We first study short-term price changes in the opposite direction to the long-term trend. The vast majority of negative zig-zags observed in bullish markets are due to local volatility ($\hat{\phi}_{45}$ = 0.88) as do most of the positive zig-zags found in bearish markets ($\hat{\phi}_{25}$ = 0.80). We note, however, that negative legs with no price trends but weakening or strengthening trade volume are equally probable in bearish markets ($\hat{\phi}_{14} \approx \hat{\phi}_{16}$). Analogously, we find in bullish markets that $\hat{\phi}_{34} \approx \hat{\phi}_{36}$. These observations counter the a priori classification stated in Table \ref{tab:feature-space}. 

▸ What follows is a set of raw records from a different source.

/// Which extraction path produced a result.
#[derive(Debug, Clone, Copy, PartialEq, Eq, Default)]
#[cfg_attr(feature = "serde", derive(serde::Serialize, serde::Deserialize))]
#[cfg_attr(feature = "serde", serde(rename_all = "snake_case"))]
pub enum StrategyKind {
    /// Host grammar with the tag catalog.
    #[default]
    Grammar,
    /// Regex-only fallback.
    Fallback,
}

/// Diagnostic summary of one extraction.
#[derive(Debug, Clone, Default, PartialEq, Eq)]
#[cfg_attr(feature = "serde", derive(serde::Serialize, serde::Deserialize))]
pub struct DebugInfo {
    /// Extraction path used.
    pub strategy: StrategyKind,
    /// Shortcode occurrences matched, structural ones included.
    pub match_count: usize,
    /// Number of blocks.
    pub block_count: usize,
    /// Malformed markup notes.
    pub warnings: Vec<String>,
    /// Truncated block texts.
    pub block_previews: Vec<String>,
}

/// Physical location of one block inside the document.
#[derive(Debug, Clone, PartialEq, Eq)]
pub(crate) struct Site {
    /// Absolute start of the raw attribute text.
    pub(crate) attributes_start: usize,
    /// Parsed attributes; value ranges are relative to `attributes_start`.
    pub(crate) attributes: Attributes,
    /// Absolute offset where absent attributes are appended.
    pub(crate) append_at: usize,
    /// Absolute range replaced by an inner-content edit.
    pub(crate) content: Option<Range<usize>>,
}

impl Site {
    /// Site of a tokenized occurrence.
    fn new(
        occurrence: &Occurrence<'_>,
        attributes: Attributes,
        content: Option<Range<usize>>,
    ) -> Self {
        let attributes_start = occurrence.attributes.start;
        Self {
            attributes_start,
            attributes,
            append_at: attributes_start + occurrence.raw_attributes.trim_end().len(),
            content,
        }
    }
}

/// Result of extracting one document.
#[derive(Debug, Clone, Default)]
pub struct Extraction {
    /// Editable fields in display order.
    pub texts: Vec<EditableText>,
    /// Full original text of every block, indexed by `block_index`.
    pub blocks: Vec<String>,
    /// Diagnostics.
    pub debug: DebugInfo,
    /// Physical sites of each block, parallel to `blocks`.
    pub(crate) sites: Vec<Vec<Site>>,
}

impl Extraction {
    /// Edits that set every field to its current value.
    ///
    /// Reinjecting them leaves the document unchanged.
    #[must_use]
    pub fn identity_edits(&self) -> Vec<TextEdit> {
        self.texts
            .iter()
            .map(|text| text.edit(text.value.clone()))
            .collect()
    }

    /// Fields belonging to `block_index`.
    pub fn texts_of(&self, block_index: usize) -> impl Iterator<Item = &EditableText> {
        self.texts
            .iter()
            .filter(move |text| text.block_index == block_index)
    }

    /// Number of physical copies a block index stands for.
    #[must_use]
    pub fn copies_of(&self, block_index: usize) -> usize {
        self.sites.get(block_index).map_or(0, Vec::len)
    }
}

/// Accumulates blocks and fields while walking a document.
///
/// Shared by the grammar extractor and the fallback.
#[derive(Debug, Default)]
pub(crate) struct Collector {
    texts: Vec<EditableText>,
    blocks: Vec<String>,
    sites: Vec<Vec<Site>>,
    by_text: HashMap<String, usize>,
    warnings: Vec<String>,
    match_count: usize,
}

impl Collector {
    pub(crate) fn new() -> Self {
        Self::default()
    }

    /// Count one matched occurrence.
    pub(crate) fn matched(&mut self) {
        self.match_count += 1;
    }

    pub(crate) fn warn(&mut self, warnings: &[String]) {
        self.warnings.extend_from_slice(warnings);
    }

    /// Assign a block index to an occurrence.
    ///
    /// With `dedupe`, a block whose full text is already known gains another
    /// site instead of a new index. Returns the index and whether it is new.
    pub(crate) fn register(&mut self, full_text: &str, site: Site, dedupe: bool) -> (usize, bool) {
        if dedupe && let Some(&index) = self.by_text.get(full_text) {
            self.sites[index].push(site);
            return (index, false);
        }

        let index = self.blocks.len();
        self.blocks.push(full_text.to_owned());
        self.sites.push(vec![site]);
        self.by_text.entry(full_text.to_owned()).or_insert(index);
        (index, true)
    }

    pub(crate) fn push_text(
        &mut self,
        block_index: usize,
        tag: &str,
        kind: TextKind,
        key: &str,
        value: &str,
    ) {
        self.texts.push(EditableText {
            block_index,
            tag: tag.to_owned(),
            kind,
            key: key.to_owned(),
            value: value.to_owned(),
        });
    }

    pub(crate) fn finish(self, strategy: StrategyKind) -> Extraction {
        let block_previews = self.blocks.iter().map(|block| preview(block)).collect();
        let info = DebugInfo {
            strategy,
            match_count: self.match_count,
            block_count: self.blocks.len(),
            warnings: self.warnings,
            block_previews,
        };

        tracing::debug!(
            strategy = ?strategy,
            blocks = info.block_count,
            fields = self.texts.len(),
            warnings = info.warnings.len(),
            "Extracted editable text"
        );

        Extraction {
            texts: self.texts,
            blocks: self.blocks,
            debug: info,
            sites: self.sites,
        }
    }
}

Moreover, we find that positive zig-zags originated in local volatility are more likely to be seen in bearish markets versus bullish markets by a factor of $\phi_{25} / \phi_{35} \approx 4$. The odds for negative zig-zags are similar. We warn the reader that the current model needs more information to classify this feature. All in all, we are warned that zig-zag direction $f^0$ and change in volume $f^2$ are not decisive without a price trend, a hint that the current model needs either better feature engineering rules for the change in volume or more external information to deal with local volatility.

### Convergence

Figure \ref{tseg-ins-diags} illustrates the trace plot of some arbitrary parameters as well as some diagnostic measures. In general terms, mixing and convergence to the stationary distribution is acceptable. The shrink factor of @gelman1992inference, close to $1$ for all hidden quantities, suggest an adequate degree of convergence. Sampling is efficient as signaled by effective sample size ratios near to $1$ and Monte Carlo Standard Error to posterior standard deviation ratios well below 10%.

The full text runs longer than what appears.